Task requirements:
Retrieve every line from the records in which the word "Received" occurs.
[Supplied data — start]
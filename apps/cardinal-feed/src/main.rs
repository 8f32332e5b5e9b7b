//! Cardinal Feed Binary
//!
//! Runs the Binance stream session under a reconnect supervisor and drains
//! the event bus.
//!
//! # Usage
//!
//! ```bash
//! cargo run --bin cardinal-feed
//! ```
//!
//! # Environment Variables
//!
//! - `BINANCE_API_KEY`: enables the authenticated (user data) stream
//! - `BINANCE_SYMBOLS`: comma separated symbols (default: btcusdt)
//! - `BINANCE_WS_URL` / `BINANCE_REST_URL`: endpoint overrides
//! - `CARDINAL_STREAMING_ENABLED`: master switch (default: true)
//! - `CARDINAL_HEALTH_PORT`: health and metrics port (default: 8082)
//! - `OTEL_ENABLED`, `OTEL_EXPORTER_OTLP_ENDPOINT`, `OTEL_SERVICE_NAME`
//! - `RUST_LOG`: log filter (default: `cardinal_feed=info`)
//!
//! See `FeedConfig::from_env` for the full list.

use std::sync::Arc;
use std::time::Duration;

use cardinal_feed::infrastructure::binance::{BINANCE_EXCHANGE, BinanceListenKeyClient};
use cardinal_feed::infrastructure::bus::{TickerStream, WatcherStream};
use cardinal_feed::infrastructure::health::{HealthServer, HealthServerState};
use cardinal_feed::infrastructure::reconnect::{ReconnectConfig, SessionSupervisor};
use cardinal_feed::infrastructure::telemetry;
use cardinal_feed::infrastructure::websocket::TungsteniteDialer;
use cardinal_feed::{
    EventBus, FeedConfig, ListenKeyManager, StreamSession, TickerPayload, WatcherPayload,
    init_metrics,
};
use tokio::signal;
use tokio_stream::StreamExt;
use tokio_util::sync::CancellationToken;

/// Graceful shutdown timeout.
const SHUTDOWN_TIMEOUT: Duration = Duration::from_secs(30);

#[tokio::main]
async fn main() -> Result<(), Box<dyn std::error::Error>> {
    if rustls::crypto::ring::default_provider()
        .install_default()
        .is_err()
    {
        eprintln!("rustls crypto provider already installed");
    }

    load_dotenv();

    let _telemetry_guard = telemetry::init()?;
    tracing::info!("Starting Cardinal Feed");

    let _metrics_handle = init_metrics()?;

    let config = FeedConfig::from_env()?;
    log_config(&config);

    let shutdown_token = CancellationToken::new();

    let bus = Arc::new(EventBus::new(config.bus_config()));
    if config.bus.enable_ticker {
        bus.enable_ticker();
    }
    if config.bus.enable_watcher {
        bus.enable_watcher();
    }

    let stream = config.stream_config();
    let session = Arc::new(StreamSession::new(
        config.session_config(),
        Arc::new(TungsteniteDialer::new(config.streaming.connect_timeout)),
        Arc::new(stream.protocol()),
        listen_key_manager(&config)?,
        Arc::clone(&bus),
    ));

    let mut consumers = Vec::new();
    if let Ok(ticker) = bus.read_ticker() {
        consumers.push(tokio::spawn(consume_ticker(ticker, shutdown_token.clone())));
    }
    if let Ok(watcher) = bus.read_watcher() {
        consumers.push(tokio::spawn(consume_watcher(watcher, shutdown_token.clone())));
    }

    let health_state = Arc::new(HealthServerState::new(
        env!("CARGO_PKG_VERSION").to_string(),
        vec![Arc::clone(&session)],
        Arc::clone(&bus),
    ));
    let health_server = HealthServer::new(
        config.server.health_port,
        health_state,
        shutdown_token.clone(),
    );
    tokio::spawn(async move {
        if let Err(e) = health_server.run().await {
            tracing::error!(error = %e, "Health server error");
        }
    });

    let supervisor = SessionSupervisor::new(
        Arc::clone(&session),
        ReconnectConfig::from_settings(&config.reconnect),
        shutdown_token.clone(),
    );
    let supervisor = tokio::spawn(async move {
        if let Err(e) = supervisor.run().await {
            tracing::error!(error = %e, "Session supervisor stopped");
        }
    });

    tracing::info!("Cardinal Feed ready");

    await_shutdown(shutdown_token).await;

    if tokio::time::timeout(SHUTDOWN_TIMEOUT, supervisor).await.is_err() {
        tracing::warn!("Session did not close within the shutdown timeout");
    }
    for consumer in consumers {
        let _ = consumer.await;
    }

    tracing::info!("Cardinal Feed stopped");
    Ok(())
}

/// Build the listen key manager when the authenticated stream is configured.
fn listen_key_manager(
    config: &FeedConfig,
) -> Result<Option<Arc<ListenKeyManager>>, Box<dyn std::error::Error>> {
    let Some(api_key) = config.credentials.api_key() else {
        return Ok(None);
    };
    if !config.streaming.use_authenticated {
        return Ok(None);
    }

    let client = BinanceListenKeyClient::new(config.streaming.rest_url.clone(), api_key)?;
    Ok(Some(Arc::new(ListenKeyManager::new(
        BINANCE_EXCHANGE,
        Arc::new(client),
        config.listen_key_config(),
    ))))
}

/// Drain the ticker channel.
async fn consume_ticker(mut events: TickerStream, shutdown: CancellationToken) {
    loop {
        let event = tokio::select! {
            () = shutdown.cancelled() => break,
            event = events.next() => event,
        };
        let Some(event) = event else { break };

        match event.payload() {
            TickerPayload::Trade(trade) => tracing::debug!(
                exchange = event.exchange_name(),
                symbol = %trade.symbol,
                price = %trade.price,
                quantity = %trade.quantity,
                "trade"
            ),
            TickerPayload::Ticker(ticker) => tracing::trace!(
                exchange = event.exchange_name(),
                symbol = %ticker.symbol,
                bid = %ticker.bid_price,
                ask = %ticker.ask_price,
                "ticker"
            ),
        }
    }
    tracing::info!("Ticker consumer stopped");
}

/// Drain the watcher channel.
async fn consume_watcher(mut events: WatcherStream, shutdown: CancellationToken) {
    loop {
        let event = tokio::select! {
            () = shutdown.cancelled() => break,
            event = events.next() => event,
        };
        let Some(event) = event else { break };

        match event.payload() {
            WatcherPayload::Depth(depth) => tracing::trace!(
                exchange = event.exchange_name(),
                symbol = %depth.symbol,
                final_update_id = depth.final_update_id,
                "depth"
            ),
            WatcherPayload::Account(account) => tracing::info!(
                exchange = event.exchange_name(),
                balances = account.balances.len(),
                "account update"
            ),
            WatcherPayload::Order(order) => tracing::info!(
                exchange = event.exchange_name(),
                symbol = %order.symbol,
                order_id = order.order_id,
                status = %order.status,
                "order update"
            ),
            WatcherPayload::ListenKeyExpired(_) => tracing::warn!(
                exchange = event.exchange_name(),
                "listen key expired"
            ),
        }
    }
    tracing::info!("Watcher consumer stopped");
}

/// Log the parsed configuration.
fn log_config(config: &FeedConfig) {
    tracing::info!(
        streaming_enabled = config.streaming.enabled,
        authenticated = config.streaming.use_authenticated,
        symbols = ?config.streaming.symbols,
        health_port = config.server.health_port,
        ticker_enabled = config.bus.enable_ticker,
        watcher_enabled = config.bus.enable_watcher,
        "Configuration loaded"
    );
    tracing::debug!(
        ws_url = %config.streaming.ws_url,
        rest_url = %config.streaming.rest_url,
        "Exchange endpoints"
    );
}

/// Load .env from the current directory or the nearest ancestor that has one.
fn load_dotenv() {
    if dotenvy::dotenv().is_ok() {
        return;
    }

    if let Ok(cwd) = std::env::current_dir() {
        for dir in cwd.ancestors().skip(1) {
            let env_path = dir.join(".env");
            if env_path.exists() {
                let _ = dotenvy::from_path(&env_path);
                return;
            }
        }
    }
}

/// Wait for SIGINT or SIGTERM, then cancel `shutdown_token`.
async fn await_shutdown(shutdown_token: CancellationToken) {
    let ctrl_c = async {
        if let Err(e) = signal::ctrl_c().await {
            tracing::error!(error = %e, "Failed to listen for Ctrl+C");
            std::future::pending::<()>().await;
        }
    };

    #[cfg(unix)]
    let terminate = async {
        match signal::unix::signal(signal::unix::SignalKind::terminate()) {
            Ok(mut sigterm) => {
                sigterm.recv().await;
            }
            Err(e) => {
                tracing::error!(error = %e, "Failed to install SIGTERM handler");
                std::future::pending::<()>().await;
            }
        }
    };

    #[cfg(not(unix))]
    let terminate = std::future::pending::<()>();

    tokio::select! {
        () = ctrl_c => {
            tracing::info!("Received Ctrl+C, initiating shutdown");
        }
        () = terminate => {
            tracing::info!("Received SIGTERM, initiating shutdown");
        }
    }

    shutdown_token.cancel();

    tracing::info!(
        timeout_secs = SHUTDOWN_TIMEOUT.as_secs(),
        "Graceful shutdown started"
    );
}
//! WebSocket Transport Integration Tests
//!
//! Runs a session over a real `tokio-tungstenite` connection against a
//! local server speaking the Binance combined-stream format.

#![allow(clippy::unwrap_used, clippy::expect_used)]

use std::sync::Arc;
use std::time::Duration;

use futures_util::{SinkExt, StreamExt};
use tokio::net::TcpListener;
use tokio::sync::oneshot;
use tokio_tungstenite::tungstenite::Message;
use tokio_tungstenite::tungstenite::protocol::CloseFrame;
use tokio_tungstenite::tungstenite::protocol::frame::coding::CloseCode;

use cardinal_feed::infrastructure::binance::BinanceProtocol;
use cardinal_feed::infrastructure::websocket::TungsteniteDialer;
use cardinal_feed::{
    BusConfig, EventBus, SessionConfig, SessionExit, SessionState, StreamSession, TickerPayload,
};

fn trade_json(trade_id: u64) -> String {
    format!(
        r#"{{"stream":"btcusdt@trade","data":{{"e":"trade","E":1700000000001,"s":"BTCUSDT","t":{trade_id},"p":"37000.10","q":"0.015","T":1700000000000,"m":true,"M":true}}}}"#
    )
}

/// Accept one client, probe it, send `trades`, then optionally close.
async fn serve_once(
    listener: TcpListener,
    trades: Vec<String>,
    close_after: bool,
    pong_tx: oneshot::Sender<Vec<u8>>,
) {
    let (stream, _) = listener.accept().await.unwrap();
    let mut ws = tokio_tungstenite::accept_async(stream).await.unwrap();

    ws.send(Message::Ping(b"probe".to_vec().into())).await.unwrap();
    for trade in trades {
        ws.send(Message::Text(trade.into())).await.unwrap();
    }

    let mut pong_tx = Some(pong_tx);
    if close_after {
        let _ = ws
            .send(Message::Close(Some(CloseFrame {
                code: CloseCode::Away,
                reason: "maintenance".into(),
            })))
            .await;
    }
    while let Some(message) = ws.next().await {
        match message {
            Ok(Message::Pong(payload)) => {
                if let Some(tx) = pong_tx.take() {
                    let _ = tx.send(payload.to_vec());
                }
            }
            Ok(Message::Close(_)) | Err(_) => break,
            Ok(_) => {}
        }
    }
}

fn session_for(addr: std::net::SocketAddr, bus: &Arc<EventBus>) -> StreamSession {
    let config = SessionConfig::new("binance", format!("ws://{addr}/stream?streams=btcusdt@trade"))
        .with_pong_delay(Duration::from_secs(1));
    StreamSession::new(
        config,
        Arc::new(TungsteniteDialer::new(Duration::from_secs(2))),
        Arc::new(BinanceProtocol::new(vec!["btcusdt@trade".to_string()])),
        None,
        Arc::clone(bus),
    )
}

#[tokio::test]
async fn trades_flow_from_socket_to_bus() {
    let listener = TcpListener::bind("127.0.0.1:0").await.unwrap();
    let addr = listener.local_addr().unwrap();
    let (pong_tx, pong_rx) = oneshot::channel();
    let server = tokio::spawn(serve_once(
        listener,
        (1..=3).map(trade_json).collect(),
        false,
        pong_tx,
    ));

    let bus = Arc::new(EventBus::new(BusConfig::new(2, 2)));
    bus.enable_ticker();
    let mut ticker = bus.read_ticker().unwrap();
    let session = session_for(addr, &bus);

    session.connect().await.unwrap();
    assert_eq!(session.state(), SessionState::Connected);

    for expected in 1..=3 {
        let event = tokio::time::timeout(Duration::from_secs(2), ticker.next())
            .await
            .unwrap()
            .unwrap();
        let TickerPayload::Trade(trade) = event.payload() else {
            panic!("expected a trade");
        };
        assert_eq!(trade.trade_id, expected);
        assert_eq!(trade.symbol, "BTCUSDT");
    }

    let pong = tokio::time::timeout(Duration::from_secs(2), pong_rx)
        .await
        .unwrap()
        .unwrap();
    assert_eq!(pong, b"probe");

    session.close().await;
    assert_eq!(session.active_tasks(), 0);
    assert_eq!(session.exit_reason(), Some(SessionExit::Cancelled));

    tokio::time::timeout(Duration::from_secs(2), server)
        .await
        .unwrap()
        .unwrap();
}

#[tokio::test]
async fn server_close_ends_session_as_connection_lost() {
    let listener = TcpListener::bind("127.0.0.1:0").await.unwrap();
    let addr = listener.local_addr().unwrap();
    let (pong_tx, _pong_rx) = oneshot::channel();
    let server = tokio::spawn(serve_once(listener, vec![trade_json(1)], true, pong_tx));

    let bus = Arc::new(EventBus::new(BusConfig::default()));
    bus.enable_ticker();
    let mut ticker = bus.read_ticker().unwrap();
    let session = session_for(addr, &bus);
    session.connect().await.unwrap();

    let event = tokio::time::timeout(Duration::from_secs(2), ticker.next())
        .await
        .unwrap()
        .unwrap();
    assert_eq!(event.exchange_name(), "binance");

    let exit = tokio::time::timeout(Duration::from_secs(2), session.wait_closed())
        .await
        .unwrap();
    assert!(matches!(exit, Some(SessionExit::ConnectionLost(ref m)) if m.contains("maintenance")));
    assert_eq!(session.state(), SessionState::Closed);

    let _ = tokio::time::timeout(Duration::from_secs(2), server).await;
}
[Supplied data — finish]
Answer to this problem:
            tracing::info!("Received Ctrl+C, initiating shutdown");
            tracing::info!("Received SIGTERM, initiating shutdown");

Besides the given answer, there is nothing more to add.